Currently waiting for the upcoming versions which allow disk-backed data, etc. No point in rushing in when our own contributors who are MySQL employees are telling us to wait for it to mature a bit. :)
What is the general consensus on Oracle?
From what I hear on the interweb, they are devil-people who eat babies.
-- brion vibber (brion @ pobox.com)
On Wed, Mar 15, 2006 at 01:00:26PM -0800, Brion Vibber wrote:
What is the general consensus on Oracle?
From what I hear on the interweb, they are devil-people who eat babies.
I believe you mispelt "intarweb".
(And "teh", come to think of it)
How about PostGreSQL?
Cheers, -- jra
On 3/16/06, Jay R. Ashworth jra@baylink.com wrote:
How about PostGreSQL?
Working on porting Wikipedia to PostgreSQL is a good way to get hired working for MySQL AB. Seems so far the only group thats been immune to it are the folks at http://pgfoundry.org/projects/wikipedia
As far as your question goes, PG is still stuck with master/slave replication as well.. True multimaster was accomplished in Postres-R as a proof of concept, but hasn't been synced up and made part of the official code yet. Someday.
For the queryload that Wikipedia creates, MySQL runs fine... although, for adhoc queries PG wipes the floor (no bitmap joins in mysql @#$@#$). Also, if you import Wikipedia into PG it's much smaller than MySQL even with gzip disabled because PG gzips on the back end and doesn't insert airspace in the tables (if you want your tables physically clustered on some field, you have to configure that explicitly, it's nor forced like w/ inno and primary keys).
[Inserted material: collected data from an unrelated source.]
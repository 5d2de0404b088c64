// src/plot_functions/plot_calibration_analysis.rs

use rand::rngs::StdRng;
use tracing::debug;

use std::error::Error;

use crate::constants::{CALIBRATION_SAMPLE_COUNT, COLOR_GRAY, FIGSIZE_ROW_OF_THREE, TAB10};
use crate::data_analysis::calibration::{compute_calibration_metrics, sharpness, CalibrationSummary};
use crate::data_analysis::synthetic::calibration_samples;
use crate::data_input::builtin::{APPENDIX_MODELS, CALIBRATION_PROFILES, ECE_BY_TASK, TASK_SHORT_NAMES};
use crate::error::FigureError;
use crate::figures::RenderContext;
use crate::plot_framework::{
    calculate_range, draw_panel_grid, radius_from_area, Annotation, BarPanel, ColorScale,
    Colormap, LegendPosition, LineStyle, LinePanel, Marker, Panel, PlotSeries, PointFill,
    ScatterPanel, ScatterPoint,
};
use crate::plot_functions::plot_dataset_scaling::min_max;

/// Synthetic calibration result of one model.
#[derive(Debug, Clone)]
struct ModelCalibration {
    name: &'static str,
    summary: CalibrationSummary,
    sharpness: f64,
}

fn calibrate_models(rng: &mut StdRng, n_bins: usize) -> Result<Vec<ModelCalibration>, FigureError> {
    APPENDIX_MODELS
        .iter()
        .zip(CALIBRATION_PROFILES.iter())
        .map(|(&(name, _), &(shape, p))| {
            let (confidences, accuracies) =
                calibration_samples(rng, shape, p, CALIBRATION_SAMPLE_COUNT)
                    .ok_or_else(|| FigureError::invalid("beta shape", shape.0.min(shape.1), "must be positive"))?;
            let summary = compute_calibration_metrics(&confidences, &accuracies, n_bins)?;
            let sharpness = sharpness(&confidences)?;
            debug!(model = name, ece = summary.ece, sharpness, "calibration");
            Ok(ModelCalibration {
                name,
                summary,
                sharpness,
            })
        })
        .collect()
}

/// Marker area by model size class.
fn marker_area(name: &str) -> f64 {
    if name.contains("DistilGPT2") {
        100.0
    } else if name.contains("XL") {
        200.0
    } else {
        300.0
    }
}

fn reliability_panel(models: &[ModelCalibration]) -> LinePanel {
    let mut panel = LinePanel::new(
        "Reliability Diagram",
        "Confidence",
        "Accuracy",
        (-0.05, 1.05),
        (-0.05, 1.05),
    )
    .legend(LegendPosition::UpperLeft);
    for (i, m) in models.iter().enumerate() {
        panel = panel.series(
            PlotSeries::new(m.summary.reliability_points(), m.name, TAB10[i % TAB10.len()])
                .marker(Marker::Circle)
                .stroke_width(2.0),
        );
    }
    panel.series(
        PlotSeries::new(vec![(0.0, 0.0), (1.0, 1.0)], "Perfect calibration", COLOR_GRAY)
            .line(LineStyle::Dashed),
    )
}

fn ece_panel() -> BarPanel {
    let top = ECE_BY_TASK
        .iter()
        .flat_map(|row| row.iter().copied())
        .fold(0.0, f64::max);
    let categories = TASK_SHORT_NAMES.iter().map(|t| t.to_string()).collect();
    let mut panel = BarPanel::new("Expected Calibration Error", "Tasks", "ECE Score", categories)
        .bar_width(0.15)
        .y_range((0.0, top * 1.15))
        .legend(LegendPosition::UpperRight);
    for (i, (&(name, _), scores)) in APPENDIX_MODELS.iter().zip(ECE_BY_TASK.iter()).enumerate() {
        panel = panel.group(name, TAB10[i % TAB10.len()], scores.to_vec());
    }
    panel
}

fn sharpness_panel(models: &[ModelCalibration]) -> ScatterPanel {
    let (x_min, x_max) = min_max(models.iter().map(|m| m.sharpness));
    let (y_min, y_max) = min_max(models.iter().map(|m| m.summary.calibration_score()));
    let last_index = models.len().saturating_sub(1).max(1) as f64;

    let mut panel = ScatterPanel::new(
        "Sharpness vs. Calibration",
        "Sharpness (Mean Confidence)",
        "Calibration Score",
        calculate_range(x_min, x_max),
        calculate_range(y_min, y_max),
    )
    .color_scale(ColorScale::new(Colormap::Viridis, (0.0, last_index), ""), false);
    for (i, m) in models.iter().enumerate() {
        let at = (m.sharpness, m.summary.calibration_score());
        panel = panel
            .point(
                ScatterPoint::new(at.0, at.1, PointFill::Mapped(i as f64))
                    .size(radius_from_area(marker_area(m.name)))
                    .opacity(0.6),
            )
            .annotate(Annotation::label(m.name, at, (5, 5)));
    }
    panel
}

/// Reliability diagram, ECE per task and sharpness against calibration.
pub fn plot_calibration_analysis(ctx: &RenderContext) -> Result<(), Box<dyn Error>> {
    let mut rng = ctx.rng();
    let models = calibrate_models(&mut rng, ctx.calibration_bins)?;

    let mut panels = vec![
        Some(Panel::Line(reliability_panel(&models))),
        Some(Panel::Bar(ece_panel())),
        Some(Panel::Scatter(sharpness_panel(&models))),
    ];
    draw_panel_grid(
        &ctx.output("calibration_analysis.png"),
        None,
        (1, 3),
        FIGSIZE_ROW_OF_THREE,
        ctx.dpi,
        |index| panels.get_mut(index).and_then(Option::take),
    )
}

#[cfg(test)]
mod tests {
    use super::*;
    use rand::SeedableRng;

    #[test]
    fn test_models_are_calibrated_deterministically() {
        let a = calibrate_models(&mut StdRng::seed_from_u64(42), 10).unwrap();
        let b = calibrate_models(&mut StdRng::seed_from_u64(42), 10).unwrap();
        assert_eq!(a.len(), 4);
        for (x, y) in a.iter().zip(b.iter()) {
            assert_eq!(x.summary, y.summary);
            assert!((0.0..=1.0).contains(&x.summary.ece));
        }
    }

    #[test]
    fn test_sharper_models_are_more_confident() {
        // Beta(2, 5) has mean 0.29, Beta(10, 2) has mean 0.83.
        let models = calibrate_models(&mut StdRng::seed_from_u64(1), 10).unwrap();
        assert!(models[0].sharpness < 0.4);
        assert!(models[3].sharpness > 0.7);
    }

    #[test]
    fn test_marker_area_by_size() {
        assert_eq!(marker_area("DistilGPT2"), 100.0);
        assert_eq!(marker_area("GPT2-XL"), 200.0);
        assert_eq!(marker_area("Qwen-7B"), 300.0);
    }

    #[test]
    fn test_ece_panel_groups() {
        let panel = ece_panel();
        assert_eq!(panel.groups.len(), 4);
        assert_eq!(panel.categories.len(), 5);
        assert!(panel.y_range.1 > 0.168);
    }
}

// src/plot_functions/plot_calibration_analysis.rs
// src/plot_functions/plot_dataset_scaling.rs

use plotters::style::RGBColor;
use tracing::info;

use std::error::Error;

use crate::constants::{COLOR_BASIC_RED, FIGSIZE_DEFAULT, TAB10};
use crate::data_input::records::{datasets_in_order, filter_by_dataset, sort_by_params, MetricRecord};
use crate::figures::RenderContext;
use crate::model_names::dataset_file_stems;
use crate::plot_framework::{
    calculate_log_range, calculate_range, draw_single_panel, Annotation, LegendPosition,
    LinePanel, Marker, Panel, PlotSeries,
};

/// Log-x line of one metric against parameter count. Points with a
/// non-empty name get it as a label.
pub(crate) fn metric_scaling_panel(
    title: &str,
    x_label: &str,
    y_label: &str,
    points: &[(f64, f64, &str)],
    color: RGBColor,
    marker: Marker,
) -> LinePanel {
    let (x_min, x_max) = min_max(points.iter().map(|p| p.0));
    let (y_min, y_max) = min_max(points.iter().map(|p| p.1));

    let data: Vec<(f64, f64)> = points.iter().map(|&(x, y, _)| (x, y)).collect();
    let mut panel = LinePanel::new(
        title,
        x_label,
        y_label,
        calculate_log_range(x_min, x_max),
        calculate_range(y_min, y_max),
    )
    .log_x()
    .series(PlotSeries::new(data, "", color).marker(marker))
    .legend(LegendPosition::Hidden);
    for &(x, y, name) in points.iter().filter(|p| !p.2.is_empty()) {
        panel = panel.annotate(Annotation::label(name, (x, y), (5, -5)));
    }
    panel
}

pub(crate) fn min_max(values: impl Iterator<Item = f64>) -> (f64, f64) {
    values
        .filter(|v| v.is_finite())
        .fold((f64::INFINITY, f64::NEG_INFINITY), |(lo, hi), v| (lo.min(v), hi.max(v)))
}

fn dataset_points<'a>(records: &'a [MetricRecord], dataset: &str) -> Vec<&'a MetricRecord> {
    let mut subset = filter_by_dataset(records, dataset);
    sort_by_params(&mut subset);
    subset
}

/// Accuracy and UCS against parameter count, two figures per dataset under
/// the results directory.
pub fn plot_dataset_scaling(ctx: &RenderContext) -> Result<(), Box<dyn Error>> {
    let datasets = datasets_in_order(&ctx.records);
    for (dataset, stem) in datasets.iter().zip(dataset_file_stems(&datasets)) {
        let subset = dataset_points(&ctx.records, dataset);
        if subset.is_empty() {
            continue;
        }

        let acc_points: Vec<(f64, f64, &str)> = subset
            .iter()
            .map(|r| (r.param_count, r.acc, r.model.as_str()))
            .collect();
        let acc_panel = metric_scaling_panel(
            &format!("{dataset}: Accuracy vs. Model Size"),
            "Parameter Count (log scale)",
            "Accuracy (C)",
            &acc_points,
            TAB10[0],
            Marker::Circle,
        );
        let out_acc = ctx.results_output(&format!("{stem}_acc.png"));
        draw_single_panel(&out_acc, FIGSIZE_DEFAULT, ctx.dpi, Panel::Line(acc_panel))?;

        let ucs_points: Vec<(f64, f64, &str)> = subset
            .iter()
            .map(|r| (r.param_count, r.ucs, r.model.as_str()))
            .collect();
        let ucs_panel = metric_scaling_panel(
            &format!("{dataset}: UCS vs. Model Size"),
            "Parameter Count (log scale)",
            &format!("UCS (alpha={})", ctx.alpha),
            &ucs_points,
            COLOR_BASIC_RED,
            Marker::Square,
        );
        let out_ucs = ctx.results_output(&format!("{stem}_ucs.png"));
        draw_single_panel(&out_ucs, FIGSIZE_DEFAULT, ctx.dpi, Panel::Line(ucs_panel))?;

        info!(dataset = %dataset, acc = %out_acc.display(), ucs = %out_ucs.display(), "saved dataset plots");
    }
    Ok(())
}

#[cfg(test)]
mod tests {
    use super::*;
    use crate::data_input::builtin::benchmark_records;

    #[test]
    fn test_dataset_points_sorted_by_params() {
        let records = benchmark_records();
        let subset = dataset_points(&records, "halu_dialogue");
        assert_eq!(subset.len(), 9);
        assert!(subset.windows(2).all(|w| w[0].param_count <= w[1].param_count));
    }

    #[test]
    fn test_metric_panel_labels_every_point() {
        let points = [(82.0, 0.1, "A"), (7000.0, 0.3, "B")];
        let panel = metric_scaling_panel("t", "x", "y", &points, TAB10[0], Marker::Circle);
        assert_eq!(panel.annotations.len(), 2);
        assert!(panel.x_range.0 > 0.0 && panel.x_range.0 < 82.0);
    }

    #[test]
    fn test_min_max_skips_nan() {
        assert_eq!(min_max([1.0, f64::NAN, -2.0].into_iter()), (-2.0, 1.0));
    }
}

// src/plot_functions/plot_dataset_scaling.rs
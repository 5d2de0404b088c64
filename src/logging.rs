// src/logging.rs

//! Tracing subscriber setup for the binary.
//!
//! Filter priority: `UCS_FIGURES_LOG`, then `RUST_LOG`, then the
//! `--verbose`/`--quiet` flags, then `info`. Logs go to stderr so tables
//! printed on stdout stay clean.

use tracing::Level;
use tracing_subscriber::fmt;
use tracing_subscriber::prelude::*;
use tracing_subscriber::EnvFilter;

pub const LOG_ENV_VAR: &str = "UCS_FIGURES_LOG";

#[derive(Debug, Clone, Copy, PartialEq, Eq)]
pub enum Verbosity {
    Quiet,
    Normal,
    Verbose,
}

impl Verbosity {
    /// Verbose wins when both flags are given.
    pub const fn from_flags(verbose: bool, quiet: bool) -> Self {
        if verbose {
            Self::Verbose
        } else if quiet {
            Self::Quiet
        } else {
            Self::Normal
        }
    }

    pub const fn default_level(self) -> Level {
        match self {
            Self::Quiet => Level::WARN,
            Self::Normal => Level::INFO,
            Self::Verbose => Level::DEBUG,
        }
    }
}

/// Install the global subscriber. Call once, before loading config.
pub fn init_subscriber(verbosity: Verbosity) {
    let fmt_layer = fmt::layer()
        .with_writer(std::io::stderr)
        .with_target(false)
        .without_time()
        .compact();
    // A second init (e.g. from tests) keeps the first subscriber.
    let _ = tracing_subscriber::registry()
        .with(build_env_filter(verbosity))
        .with(fmt_layer)
        .try_init();
}

fn build_env_filter(verbosity: Verbosity) -> EnvFilter {
    if let Ok(directives) = std::env::var(LOG_ENV_VAR) {
        if let Ok(filter) = EnvFilter::try_new(&directives) {
            return filter;
        }
    }
    if let Ok(filter) = EnvFilter::try_from_default_env() {
        return filter;
    }
    let level = verbosity.default_level();
    EnvFilter::try_new(level.as_str()).unwrap_or_else(|_| EnvFilter::new("info"))
}

#[cfg(test)]
mod tests {
    use super::*;

    #[test]
    fn test_verbosity_from_flags() {
        assert_eq!(Verbosity::from_flags(false, false), Verbosity::Normal);
        assert_eq!(Verbosity::from_flags(true, false), Verbosity::Verbose);
        assert_eq!(Verbosity::from_flags(false, true), Verbosity::Quiet);
        assert_eq!(Verbosity::from_flags(true, true), Verbosity::Verbose);
    }

    #[test]
    fn test_default_levels() {
        assert_eq!(Verbosity::Quiet.default_level(), Level::WARN);
        assert_eq!(Verbosity::Normal.default_level(), Level::INFO);
        assert_eq!(Verbosity::Verbose.default_level(), Level::DEBUG);
    }
}

// src/logging.rs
Also, since PG has proper UTF-8 support you don't need to use blobs... thus it's easy to throw in full text indexes and perform (index accelerated) queries on article text.
Related to this I've mostly given up on using toolserver for analysis stuff... between the current unavailability of article text, the unresponsiveness of the folks operating it, and the poor performance of MySQL with complex queries... .. Being forced to choose between working with old data that I can query flexibly and painlessly and working with fresh data that is painful to query.. :(
On Thursday 16 March 2006 11:57, Jay R. Ashworth wrote:
On Wed, Mar 15, 2006 at 01:00:26PM -0800, Brion Vibber wrote:
What is the general consensus on Oracle?
From what I hear on the interweb, they are devil-people who eat babies.
:-)
I believe you mispelt "intarweb".
(And "teh", come to think of it)
How about PostGreSQL?
We've seen the PostgreSQL port tested with Slony replication in a simple master->slave setup and it worked well on the surface (This was with the wikipedia dump data, but I believe without binary data) but I don't want to claim it was exhaustive or anything.